Présidentielle 2018 : Le respect du Code de bonne conduite s’impose

La mise en œuvre de ces règles contraignantes par les acteurs du processus électorale permettra de garantir le bon déroulement du scrutin de ce dimanche.

C’est la grande veillée d’armes dans les différents états-majors des neuf candidats engagés à l’élection présidentielle, prévue ce dimanche 7 octobre au Cameroun. Après deux semaines d’une campagne menée tambours battants par certains candidats, c’est au tour des 6,5 millions d’électeurs de donner la sentence à travers leur vote. Pour assurer un bon déroulement du scrutin, un code de bonne conduite pour les acteurs du processus électoral au Cameroun (Elecam, administration, justice, partis politiques légalisés, candidats aux élections, organisations de la société civile, médias du service public et privé) a été élaboré le 6 septembre 2018 au cours de la 7ème Concertation nationale. Ces règles contraignantes s’appliquent à tous ces acteurs en vue de garantir la paix, l’unité nationale et la cohésion sociale.

Pendant les élections

Dans son article 12, le Code de bonne conduite invite les parties prenantes « à respecter l’entière liberté pour les électeurs d’exercer leur droit de vote, sans risquer d’être molestés, ou d’être soumis à des menaces, représailles ou toute entrave à l’exercice de ce droit ». Il leur est également demandé de préserver et concourir à la préservation du secret de vote.

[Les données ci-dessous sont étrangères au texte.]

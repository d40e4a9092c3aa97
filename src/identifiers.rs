//! Type-safe identifiers for session entities.
//!
//! Newtype wrappers prevent mixing incompatible IDs at compile time.
//!
//! | Type | Wire form | Scope |
//! |------|-----------|-------|
//! | [`CallId`] | `u32` | One outstanding call |
//! | [`SubscriptionId`] | string | One subscribed resource |
//! | [`TransportId`] | not on the wire | One transport in a session |
//! | [`PeerSessionId`] | 32 hex digits | One negotiation attempt |

// ============================================================================
// Imports
// ============================================================================

use std::fmt;
use std::sync::atomic::{AtomicU32, Ordering};

use serde::{Deserialize, Serialize};
use uuid::Uuid;

// ============================================================================
// CallId
// ============================================================================

/// Identifier correlating a call with its reply, progress and binary chunks.
///
/// Encoded as a big-endian `u32` in binary frames and as a JSON number in
/// text messages.
#[derive(Debug, Clone, Copy, PartialEq, Eq, Hash, PartialOrd, Ord, Serialize, Deserialize)]
#[serde(transparent)]
pub struct CallId(u32);

impl CallId {
    /// Wraps a raw call id.
    #[inline]
    #[must_use]
    pub const fn new(id: u32) -> Self {
        Self(id)
    }

    /// Returns the raw value.
    #[inline]
    #[must_use]
    pub const fn as_u32(self) -> u32 {
        self.0
    }
}

impl fmt::Display for CallId {
    fn fmt(&self, f: &mut fmt::Formatter<'_>) -> fmt::Result {
        write!(f, "{}", self.0)
    }
}

// ============================================================================
// SubscriptionId
// ============================================================================

/// Identifier of a subscribed resource, stable across reconnects.
#[derive(Debug, Clone, PartialEq, Eq, Hash, Serialize, Deserialize)]
#[serde(transparent)]
pub struct SubscriptionId(String);

impl SubscriptionId {
    /// Creates a subscription id.
    #[inline]
    #[must_use]
    pub fn new(id: impl Into<String>) -> Self {
        Self(id.into())
    }

    /// Returns the id as a string slice.
    #[inline]
    #[must_use]
    pub fn as_str(&self) -> &str {
        &self.0
    }
}

impl fmt::Display for SubscriptionId {
    fn fmt(&self, f: &mut fmt::Formatter<'_>) -> fmt::Result {
        f.write_str(&self.0)
    }
}

impl From<&str> for SubscriptionId {
    fn from(value: &str) -> Self {
        Self::new(value)
    }
}

// ============================================================================
// TransportId
// ============================================================================

/// Global counter for transport ids.
static NEXT_TRANSPORT_ID: AtomicU32 = AtomicU32::new(1);

/// Process-unique identifier of a transport.
#[derive(Debug, Clone, Copy, PartialEq, Eq, Hash)]
pub struct TransportId(u32);

impl TransportId {
    /// Allocates the next transport id.
    #[inline]
    #[must_use]
    pub fn next() -> Self {
        Self(NEXT_TRANSPORT_ID.fetch_add(1, Ordering::Relaxed))
    }

    /// Returns the raw value.
    #[inline]
    #[must_use]
    pub const fn as_u32(self) -> u32 {
        self.0
    }
}

impl fmt::Display for TransportId {
    fn fmt(&self, f: &mut fmt::Formatter<'_>) -> fmt::Result {
        write!(f, "transport-{}", self.0)
    }
}

// ============================================================================
// PeerSessionId
// ============================================================================

/// Random 128-bit identifier of one negotiation attempt.
///
/// Rendered as 32 upper-case hexadecimal digits.
#[derive(Debug, Clone, PartialEq, Eq, Hash, Serialize, Deserialize)]
#[serde(transparent)]
pub struct PeerSessionId(String);

impl PeerSessionId {
    /// Generates a fresh random id.
    #[must_use]
    pub fn generate() -> Self {
        // All 128 bits random; a v4 uuid would pin the version and variant bits.
        let mut buf = Uuid::encode_buffer();
        let hex = Uuid::from_bytes(rand::random()).simple().encode_upper(&mut buf);
        Self(hex.to_owned())
    }

    /// Returns the id as a string slice.
    #[inline]
    #[must_use]
    pub fn as_str(&self) -> &str {
        &self.0
    }
}

impl fmt::Display for PeerSessionId {
    fn fmt(&self, f: &mut fmt::Formatter<'_>) -> fmt::Result {
        f.write_str(&self.0)
    }
}

// ============================================================================
// Tests
// ============================================================================

#[cfg(test)]
mod tests {
    use super::*;

    #[test]
    fn test_call_id_serializes_as_number() {
        let json = serde_json::to_string(&CallId::new(7)).expect("serialize");
        assert_eq!(json, "7");
    }

    #[test]
    fn test_transport_ids_are_unique() {
        let a = TransportId::next();
        let b = TransportId::next();
        assert_ne!(a, b);
    }

    #[test]
    fn test_peer_session_id_shape() {
        let id = PeerSessionId::generate();
        assert_eq!(id.as_str().len(), 32);
        assert!(
            id.as_str()
                .chars()
                .all(|c| c.is_ascii_digit() || ('A'..='F').contains(&c))
        );
        assert_ne!(id, PeerSessionId::generate());
    }

    #[test]
    fn test_peer_session_id_version_nibble_is_random() {
        let nibbles: std::collections::HashSet<char> = (0..64)
            .filter_map(|_| PeerSessionId::generate().as_str().chars().nth(12))
            .collect();
        assert!(nibbles.len() > 1);
    }
}
impl CallTable {
    /// Creates an empty table.
    pub(crate) fn new() -> Arc<Self> {
        Arc::new(Self {
            inner: Mutex::new(CallTableInner {
                pending: FxHashMap::default(),
                next_id: 1,
                generation: 0,
            }),
        })
    }

    /// Allocates an id, inserts the call and arms its timer.
    pub(crate) fn register(
        self: &Arc<Self>,
        timeout: Duration,
        progress: Option<ProgressSink>,
    ) -> (CallId, oneshot::Receiver<Result<Reply>>) {
        let (tx, rx) = oneshot::channel();
        let mut inner = self.inner.lock();

        let id = loop {
            let candidate = CallId::new(inner.next_id);
            inner.next_id = inner.next_id.wrapping_add(1).max(1);
            if !inner.pending.contains_key(&candidate) {
                break candidate;
            }
        };

        inner.generation += 1;
        let generation = inner.generation;
        let timer = self.arm(id, generation, timeout);
        inner.pending.insert(
            id,
            PendingCall {
                continuation: tx,
                timeout,
                generation,
                timer: Some(timer),
                assembly: None,
                progress,
            },
        );

        trace!(call_id = %id, pending = inner.pending.len(), "Call registered");
        (id, rx)
    }

    fn arm(self: &Arc<Self>, id: CallId, generation: u64, timeout: Duration) -> JoinHandle<()> {
        let table = Arc::clone(self);
        tokio::spawn(async move {
            tokio::time::sleep(timeout).await;
            table.expire(id, generation);
        })
    }

    fn expire(&self, id: CallId, generation: u64) {
        let call = {
            let mut inner = self.inner.lock();
            match inner.pending.get(&id) {
                Some(call) if call.generation == generation => inner.pending.remove(&id),
                _ => None,
            }
        };

        if let Some(mut call) = call {
            let timeout_ms = call.timeout.as_millis() as u64;
            debug!(call_id = %id, timeout_ms, "Call timed out");
            // This task is the timer; nothing to abort.
            call.timer = None;
            call.finish(Err(Error::call_timeout(id, timeout_ms)));
        }
    }

    /// Terminates a call with a structured reply.
    ///
    /// Returns `false` if the id is unknown.
    pub(crate) fn resolve(&self, reply: RpcReply) -> bool {
        let Some(call) = self.inner.lock().pending.remove(&reply.rpcid) else {
            trace!(call_id = %reply.rpcid, "Reply for unknown call");
            return false;
        };

        let outcome = match reply.error {
            Some(message) => Err(Error::remote(message)),
            None => Ok(Reply::Value(reply.result.unwrap_or(Value::Null))),
        };
        call.finish(outcome);
        true
    }

    /// Re-arms the timer of a call and reports progress to its sink.
    ///
    /// Returns `false` if the id is unknown.
    pub(crate) fn progress(self: &Arc<Self>, progress: RpcProgress) -> bool {
        let sink = {
            let mut inner = self.inner.lock();
            inner.generation += 1;
            let generation = inner.generation;
            let Some(call) = inner.pending.get_mut(&progress.rpcid) else {
                trace!(call_id = %progress.rpcid, "Progress for unknown call");
                return false;
            };

            if let Some(timer) = call.timer.take() {
                timer.abort();
            }
            call.generation = generation;
            call.timer = Some(self.arm(progress.rpcid, generation, call.timeout));
            call.progress.clone()
        };

        if let Some(sink) = sink {
            sink(&progress.status, &progress.value);
        }
        true
    }

    /// Copies one binary chunk into its call's reassembly buffer.
    ///
    /// The final chunk terminates the call. Returns `false` if the id is
    /// unknown.
    pub(crate) fn accept_chunk(
        &self,
        id: CallId,
        last: bool,
        total_len: u32,
        payload: &[u8],
    ) -> bool {
        let finished = {
            let mut inner = self.inner.lock();
            let Some(call) = inner.pending.get_mut(&id) else {
                trace!(call_id = %id, "Chunk for unknown call");
                return false;
            };

            let assembly = call
                .assembly
                .get_or_insert_with(|| Reassembly::new(total_len));
            match assembly.push(payload) {
                Ok(()) if !last => None,
                Ok(()) => inner.pending.remove(&id).map(|mut call| {
                    let outcome = match call.assembly.take() {
                        Some(assembly) => assembly.finish().map(Reply::Binary),
                        None => Ok(Reply::Binary(Bytes::new())),
                    };
                    if let Err(e) = &outcome {
                        warn!(call_id = %id, error = %e, "Dropping call with truncated reply");
                    }
                    (call, outcome)
                }),
                Err(e) => {
                    warn!(call_id = %id, error = %e, "Dropping call with malformed reply");
                    inner.pending.remove(&id).map(|call| (call, Err(e)))
                }
            }
        };

        if let Some((call, outcome)) = finished {
            call.finish(outcome);
        }
        true
    }

    /// Terminates every outstanding call with the error built by `make_err`.
    pub(crate) fn reject_all(&self, make_err: impl Fn() -> Error) -> usize {
        let pending: Vec<_> = self.inner.lock().pending.drain().collect();
        let count = pending.len();

        for (_, call) in pending {
            call.finish(Err(make_err()));
        }

        if count > 0 {
            debug!(count, "Rejected pending calls");
        }
        count
    }

    /// Drops a call whose request never left, without completing it.
    pub(crate) fn discard(&self, id: CallId) -> bool {
        let call = self.inner.lock().pending.remove(&id);
        match call {
            Some(mut call) => {
                if let Some(timer) = call.timer.take() {
                    timer.abort();
                }
                true
            }
            None => false,
        }
    }

    /// Number of outstanding calls.
    pub(crate) fn len(&self) -> usize {
        self.inner.lock().pending.len()
    }

    /// Returns `true` if the call is outstanding.
    pub(crate) fn contains(&self, id: CallId) -> bool {
        self.inner.lock().pending.contains_key(&id)
    }

    #[cfg(test)]
    pub(crate) fn set_next_id(&self, id: u32) {
        self.inner.lock().next_id = id;
    }
}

Toujours lors du jour du scrutin, l’article 14 stipule que les parties prenantes sont tenues de s’abstenir de « faciliter ou de compromettre l’élection d’un candidat en sollicitant l’appui ou l’assistance d’un membre du personnel électoral, de l’administration, de la justice ou des forces de maintien de l’ordre ». Il leur est également demandé de s’abstenir « de provoquer des désordres, de s’ingérer dans le travail des différentes commissions de vote ou d’y faire obstruction au cours des opérations de vote et de dépouillement du scrutin ».

Autre point important, le respect impérieux du travail des observateurs nationaux et internationaux accrédités, des représentants des partis politiques et des candidats désignés dans les bureaux de vote. Par ailleurs, les acteurs au processus électoral ce sont engagés « à ne pas organiser ni cautionner toute manœuvre visant à empêcher l’expression d’un choix libre des électeurs ».

Sur le plan sécuritaire, il est indiqué dans l’article 16 du Code que les forces de maintien de l’ordre mobilisées le jour du scrutin ne seront pas déployées à proximité des bureaux de vote. Elles ne porteront pas atteinte aux droits des électeurs de voter librement et dans le secret. « Elles assureront une couverture sécuritaire discrète, et mèneront toute action visant à restaurer l’ordre, le cas échéant, sous la supervision de l’autorité administrative et du responsable d’Elecam territorialement compétent ».

Après le scrutin

L’après scrutin est également un moment délicat à gérer. Pour éviter toute polémique susceptible de créer des troubles dans le pays, il est formellement proscrit aux médias, candidats, partis politiques et observateurs de publier toute tendance. Le verdict des urnes devra également être respecté tout comme « les décisions devenues définitives, rendues par les institutions chargées du contentieux électoral ».